| Hm, not sure. I can see that shared_ptr::_M_release [0] is implemented in terms of __exchange_and_add_dispatch [1] and which is implemented in terms of __is_single_threaded [2]. __is_single_threaded will use __gthread_active_p iff __GTHREADS is not defined and <sys/single_threaded.h> header not included. Implementation of __gthread_active_p is indeed a runtime check [3] which AFAICS applies only to single-threaded programs. Perhaps the shared-library use-case also fits here? Strange optimization IMHO so I wonder what was the motivation behind it. The cost function being optimized in this case is depending on WORD being atomic [4] without actually using the atomics [5]. [0] https://codebrowser.dev/llvm/include/c++/11/bits/shared_ptr_... [1] https://codebrowser.dev/llvm/include/c++/11/ext/atomicity.h.... [2] https://codebrowser.dev/llvm/include/c++/11/ext/atomicity.h.... [3] https://codebrowser.dev/kde/include/x86_64-linux-gnu/c++/11/... [4] https://codebrowser.dev/llvm/include/c++/11/ext/atomicity.h.... [5] https://codebrowser.dev/llvm/include/c++/11/ext/atomicity.h.... |
The line you linked is for some FreeBSD/Solaris versions which appear to have some quirks with the way pthreads functions are exposed in their libc. I think the "normal" implementation of __gthread_active_p is on line 248 [0], and that is a pretty straightforwards check against a weak symbol.

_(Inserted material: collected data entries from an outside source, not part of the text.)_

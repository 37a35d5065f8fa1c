//! Sinks for the move log and the terminal signal.
//!
//! Observers run after the board has been updated. Their I/O failures are
//! logged and never reach the game.

use std::path::PathBuf;
use std::time::{SystemTime, UNIX_EPOCH};

use draughts_core::Board;
use tracing::{info, warn};

use crate::record::{GameRecord, MoveLogEntry};
use crate::stats::GameStats;

pub trait GameObserver {
    fn on_move(&mut self, _entry: &MoveLogEntry, _board: &Board) {}

    /// Called once, with `record.result` set.
    fn on_game_over(&mut self, _record: &GameRecord) {}
}

/// Writes each finished game to `<dir>/game-<unix seconds>.json`.
pub struct RecordWriter {
    dir: PathBuf,
}

impl RecordWriter {
    pub fn new(dir: impl Into<PathBuf>) -> Self {
        Self { dir: dir.into() }
    }

    fn path_for_now(&self) -> PathBuf {
        let secs = SystemTime::now()
            .duration_since(UNIX_EPOCH)
            .map(|d| d.as_secs())
            .unwrap_or(0);
        let mut path = self.dir.join(format!("game-{secs}.json"));
        let mut n = 1;
        while path.exists() {
            path = self.dir.join(format!("game-{secs}-{n}.json"));
            n += 1;
        }
        path
    }
}

impl GameObserver for RecordWriter {
    fn on_game_over(&mut self, record: &GameRecord) {
        if let Err(e) = std::fs::create_dir_all(&self.dir) {
            warn!(dir = %self.dir.display(), error = %e, "cannot create record directory");
            return;
        }
        let path = self.path_for_now();
        match record.save(&path) {
            Ok(()) => info!(path = %path.display(), "game record written"),
            Err(e) => warn!(path = %path.display(), error = %e, "failed to write game record"),
        }
    }
}

/// Adds each finished game to the stats file, from the human's perspective.
pub struct StatsObserver {
    path: PathBuf,
}

impl StatsObserver {
    pub fn new(path: impl Into<PathBuf>) -> Self {
        Self { path: path.into() }
    }
}

impl GameObserver for StatsObserver {
    fn on_game_over(&mut self, record: &GameRecord) {
        let Some(signal) = record.result else {
            return;
        };
        let mut stats = match GameStats::load_or_default(&self.path) {
            Ok(stats) => stats,
            Err(e) => {
                warn!(path = %self.path.display(), error = %e, "stats file unreadable, starting over");
                GameStats::default()
            }
        };
        stats.record(signal.result);
        if let Err(e) = stats.save(&self.path) {
            warn!(path = %self.path.display(), error = %e, "failed to save stats");
        }
    }
}
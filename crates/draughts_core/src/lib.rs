pub mod board;
pub mod capture;
pub mod error;
pub mod geometry;
pub mod movegen;
pub mod notation;
pub mod perft;
pub mod squareset;
pub mod types;

// Re-export core rules (not engine-specific)
pub use board::*;
pub use capture::*;
pub use error::*;
pub use geometry::{diagonals_through, step, walk, Diagonals, Direction, Ray};
pub use movegen::*;
pub use notation::*;
pub use perft::perft;
pub use squareset::SquareSet;
pub use types::*;

// =============================================================================
// Engine trait, implemented by every computer player
// =============================================================================

/// Result of a search operation
#[derive(Debug, Clone, Default)]
pub struct SearchResult {
    /// The chosen move (None if the side has no legal move)
    pub best_move: Option<Move>,
    /// Number of candidate moves examined
    pub candidates: usize,
    /// Candidates after which the opponent could capture
    pub refuted: usize,
    /// Longest opponent capture allowed by the chosen move (0 if none)
    pub reply_capture: usize,
    /// Boards generated during the search (optional, for stats)
    pub nodes: u64,
}

/// Trait that all draughts engines must implement.
///
/// The controller only talks to this trait, so a different computer player
/// can be dropped in without touching turn handling.
pub trait Engine: Send {
    /// Pick a move for `side` on `board`.
    ///
    /// # Returns
    /// SearchResult with the chosen move and statistics. Errors only on a
    /// broken board invariant.
    fn search(&mut self, board: &Board, side: Color) -> Result<SearchResult, RulesError>;

    /// Returns the engine's name for logs and game records
    fn name(&self) -> &str;

    /// Reset internal state for a new game
    fn new_game(&mut self) {}
}
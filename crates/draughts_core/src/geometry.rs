//! Pre-computed diagonal tables for the 10×10 board.
//!
//! Every playable square lies on exactly one rising diagonal (bottom-left to
//! top-right) and one falling diagonal (top-left to bottom-right). Both rays
//! are stored edge to edge, ordered by ascending row, together with the
//! square's index inside each ray. The tables are built at compile time and
//! shared read-only by move generation, capture analysis and search.

use crate::types::{col_of, row_of, square_at, Square, BOARD_SIZE, NUM_SQUARES};

/// Longest diagonal on the board (5 → 46).
pub const MAX_RAY_LEN: usize = BOARD_SIZE as usize;

#[derive(Clone, Copy, Debug, PartialEq, Eq, Hash)]
pub enum Direction {
    UpLeft,
    UpRight,
    DownLeft,
    DownRight,
}

impl Direction {
    pub const ALL: [Direction; 4] = [
        Direction::UpLeft,
        Direction::UpRight,
        Direction::DownLeft,
        Direction::DownRight,
    ];
}

/// One full diagonal, edge to edge.
#[derive(Clone, Copy, Debug, PartialEq, Eq)]
pub struct Ray {
    squares: [Square; MAX_RAY_LEN],
    len: u8,
}

impl Ray {
    const EMPTY: Ray = Ray {
        squares: [0; MAX_RAY_LEN],
        len: 0,
    };

    #[inline(always)]
    pub fn squares(&self) -> &[Square] {
        &self.squares[..self.len as usize]
    }

    #[inline(always)]
    pub fn len(&self) -> usize {
        self.len as usize
    }

    #[inline(always)]
    pub fn is_empty(&self) -> bool {
        self.len == 0
    }
}

/// Both diagonals through one square.
#[derive(Clone, Copy, Debug, PartialEq, Eq)]
pub struct Diagonals {
    pub rising: Ray,
    pub falling: Ray,
    pub rising_index: u8,
    pub falling_index: u8,
}

impl Diagonals {
    const EMPTY: Diagonals = Diagonals {
        rising: Ray::EMPTY,
        falling: Ray::EMPTY,
        rising_index: 0,
        falling_index: 0,
    };
}

/// Builds the ray through `sq` whose top end lies in column direction
/// `top_dcol` (+1 for the rising diagonal, -1 for the falling one).
const fn ray_through(sq: Square, top_dcol: i8) -> (Ray, u8) {
    let mut row = row_of(sq) as i8;
    let mut col = col_of(sq) as i8;
    while row > 0 && col + top_dcol >= 0 && col + top_dcol < BOARD_SIZE as i8 {
        row -= 1;
        col += top_dcol;
    }

    let mut ray = Ray::EMPTY;
    let mut index = 0u8;
    while let Some(s) = square_at(row, col) {
        if s == sq {
            index = ray.len;
        }
        ray.squares[ray.len as usize] = s;
        ray.len += 1;
        row += 1;
        col -= top_dcol;
    }
    (ray, index)
}

/// Diagonal table for every square, indexed by `square - 1`.
pub static DIAGONALS: [Diagonals; NUM_SQUARES] = {
    let mut table = [Diagonals::EMPTY; NUM_SQUARES];
    let mut i = 0;
    while i < NUM_SQUARES {
        let sq = (i + 1) as Square;
        let (rising, rising_index) = ray_through(sq, 1);
        let (falling, falling_index) = ray_through(sq, -1);
        table[i] = Diagonals {
            rising,
            falling,
            rising_index,
            falling_index,
        };
        i += 1;
    }
    table
};

/// Both rays through `sq` and the square's index in each.
#[inline(always)]
pub fn diagonals_through(sq: Square) -> &'static Diagonals {
    &DIAGONALS[sq as usize - 1]
}

/// Squares beyond `sq` in `dir`, nearest first, up to the board edge.
pub fn walk(sq: Square, dir: Direction) -> Walk {
    let diagonals = diagonals_through(sq);
    let (ray, index) = match dir {
        Direction::UpRight | Direction::DownLeft => (&diagonals.rising, diagonals.rising_index),
        Direction::UpLeft | Direction::DownRight => (&diagonals.falling, diagonals.falling_index),
    };
    // Rays are ordered top to bottom, so "up" walks towards index 0.
    let step = match dir {
        Direction::UpLeft | Direction::UpRight => -1,
        Direction::DownLeft | Direction::DownRight => 1,
    };
    Walk {
        ray,
        next: index as i8 + step,
        step,
    }
}

/// The immediate diagonal neighbour of `sq` in `dir`.
#[inline(always)]
pub fn step(sq: Square, dir: Direction) -> Option<Square> {
    walk(sq, dir).next()
}

/// Iterator produced by [`walk`].
#[derive(Clone, Debug)]
pub struct Walk {
    ray: &'static Ray,
    next: i8,
    step: i8,
}

impl Iterator for Walk {
    type Item = Square;

    fn next(&mut self) -> Option<Self::Item> {
        if self.next < 0 || self.next as usize >= self.ray.len() {
            return None;
        }
        let sq = self.ray.squares()[self.next as usize];
        self.next += self.step;
        Some(sq)
    }
}

#[cfg(test)]
#[path = "geometry_tests.rs"]
mod geometry_tests;
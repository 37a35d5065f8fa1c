//! `draughts` - play international draughts against the computer in a
//! terminal, let the engine play itself, or show lifetime stats.

mod interactive;

use std::path::PathBuf;

use anyhow::{Context, Result};
use clap::{Args, Parser, Subcommand, ValueEnum};
use draughts_core::{Color, Engine};
use draughts_game::{Game, GameConfig, GameError, GameStats, Phase, RecordWriter, StatsObserver};
use refutation_engine::RefutationEngine;
use tracing::{info, warn};
use tracing_subscriber::EnvFilter;

#[derive(Parser, Debug)]
#[command(name = "draughts", version, about = "International draughts against a one-ply engine")]
struct Cli {
    /// TOML configuration file
    #[arg(long, global = true)]
    config: Option<PathBuf>,

    /// Log at debug level (RUST_LOG takes precedence)
    #[arg(long, global = true)]
    debug: bool,

    #[command(subcommand)]
    command: Command,
}

#[derive(Subcommand, Debug)]
enum Command {
    /// Play against the computer
    Play(GameArgs),
    /// Let the engine play both sides
    Autoplay {
        #[command(flatten)]
        game: GameArgs,
        /// Number of games
        #[arg(long, default_value_t = 1)]
        games: u32,
        /// Give up on a game after this many plies
        #[arg(long, default_value_t = 1000)]
        max_plies: u32,
    },
    /// Show the stats file
    Stats {
        #[arg(long)]
        stats: Option<PathBuf>,
    },
}

#[derive(Args, Debug, Clone, Default)]
struct GameArgs {
    /// Side played by the human (or by the second engine in autoplay)
    #[arg(long, value_enum)]
    human: Option<Side>,
    #[arg(long)]
    seed: Option<u64>,
    /// Directory for JSON game records
    #[arg(long)]
    record_dir: Option<PathBuf>,
    /// Stats file
    #[arg(long)]
    stats: Option<PathBuf>,
}

#[derive(ValueEnum, Debug, Clone, Copy, PartialEq, Eq)]
enum Side {
    White,
    Brown,
}

impl From<Side> for Color {
    fn from(side: Side) -> Self {
        match side {
            Side::White => Color::White,
            Side::Brown => Color::Brown,
        }
    }
}

const DEFAULT_STATS: &str = "draughts-stats.json";

fn init_tracing(debug: bool) {
    let default = if debug { "debug" } else { "info" };
    let filter = EnvFilter::try_from_default_env().unwrap_or_else(|_| EnvFilter::new(default));
    tracing_subscriber::fmt()
        .with_env_filter(filter)
        .with_writer(std::io::stderr)
        .init();
}

/// File settings overridden by command-line flags. Games always update a
/// stats file, `draughts-stats.json` unless one is named.
fn resolve_config(path: Option<&PathBuf>, args: &GameArgs) -> Result<GameConfig> {
    let mut config = match path {
        Some(p) => GameConfig::load(p).with_context(|| format!("loading {}", p.display()))?,
        None => GameConfig::default(),
    };
    if let Some(side) = args.human {
        config.human = side.into();
    }
    if args.seed.is_some() {
        config.seed = args.seed;
    }
    if args.record_dir.is_some() {
        config.record_dir = args.record_dir.clone();
    }
    if args.stats.is_some() {
        config.stats_path = args.stats.clone();
    }
    if config.stats_path.is_none() {
        config.stats_path = Some(PathBuf::from(DEFAULT_STATS));
    }
    Ok(config)
}

fn engine_for(config: &GameConfig, offset: u64) -> RefutationEngine {
    match config.seed {
        Some(seed) => RefutationEngine::with_seed(seed.wrapping_add(offset)),
        None => RefutationEngine::new(),
    }
}

fn new_game(config: &GameConfig, offset: u64) -> Game<RefutationEngine> {
    let mut game = Game::new(config.human, engine_for(config, offset));
    if let Some(dir) = &config.record_dir {
        game.add_observer(Box::new(RecordWriter::new(dir)));
    }
    if let Some(path) = &config.stats_path {
        game.add_observer(Box::new(StatsObserver::new(path)));
    }
    game
}

fn autoplay(config: &GameConfig, games: u32, max_plies: u32) -> Result<()> {
    for n in 0..games {
        let offset = u64::from(n) * 2;
        let mut game = new_game(config, offset);
        let mut pilot = engine_for(config, offset + 1);
        let mut plies = 0;

        while !game.is_over() && plies < max_plies {
            let step = if matches!(game.phase(), Phase::ComputerTurn) {
                game.computer_turn()
            } else {
                let side = game.turn().side_to_move;
                let result = pilot.search(game.board(), side)?;
                match result.best_move {
                    Some(mv) => game.play(&mv),
                    None => Err(GameError::NoLegalMoves(side)),
                }
            };
            match step {
                Ok(c) => println!("{:>4}. {}", plies + 1, c.entry.notation()),
                Err(GameError::NoLegalMoves(side)) => {
                    warn!(%side, "side to move is blocked, stopping game");
                    break;
                }
                Err(e) => return Err(anyhow::Error::from(e).context("autoplay failed")),
            }
            plies += 1;
        }

        println!("{}", game.board());
        match game.terminal() {
            Some(signal) => println!(
                "Game {}: {:?} (winner: {})",
                n + 1,
                signal.result,
                signal.winner.map_or("none".to_string(), |c| c.to_string())
            ),
            None => println!("Game {}: unfinished after {plies} plies", n + 1),
        }
    }
    Ok(())
}

fn show_stats(path: PathBuf) -> Result<()> {
    let stats = GameStats::load_or_default(&path)
        .with_context(|| format!("reading {}", path.display()))?;
    println!("{stats}");
    Ok(())
}

fn main() -> Result<()> {
    let cli = Cli::parse();
    init_tracing(cli.debug);

    match &cli.command {
        Command::Play(args) => {
            let config = resolve_config(cli.config.as_ref(), args)?;
            info!(human = %config.human, "starting interactive game");
            let mut game = new_game(&config, 0);
            interactive::run(&mut game)
        }
        Command::Autoplay {
            game,
            games,
            max_plies,
        } => {
            let config = resolve_config(cli.config.as_ref(), game)?;
            autoplay(&config, *games, *max_plies)
        }
        Command::Stats { stats } => {
            let args = GameArgs {
                stats: stats.clone(),
                ..GameArgs::default()
            };
            let config = resolve_config(cli.config.as_ref(), &args)?;
            show_stats(config.stats_path.unwrap_or_else(|| PathBuf::from(DEFAULT_STATS)))
        }
    }
}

> Strange optimization IMHO so I wonder what was the motivation behind it.
I believe the motivation is to avoid needing to pay the cost of atomics when there is no parallelism going on.
> The cost function being optimized in this case is depending on WORD being atomic [4] without actually using the atomics [5].
Not entirely sure what you're getting at here? The former is used for single-threaded programs so there's ostensibly no need for atomics, whereas the latter is used for non-single-threaded programs.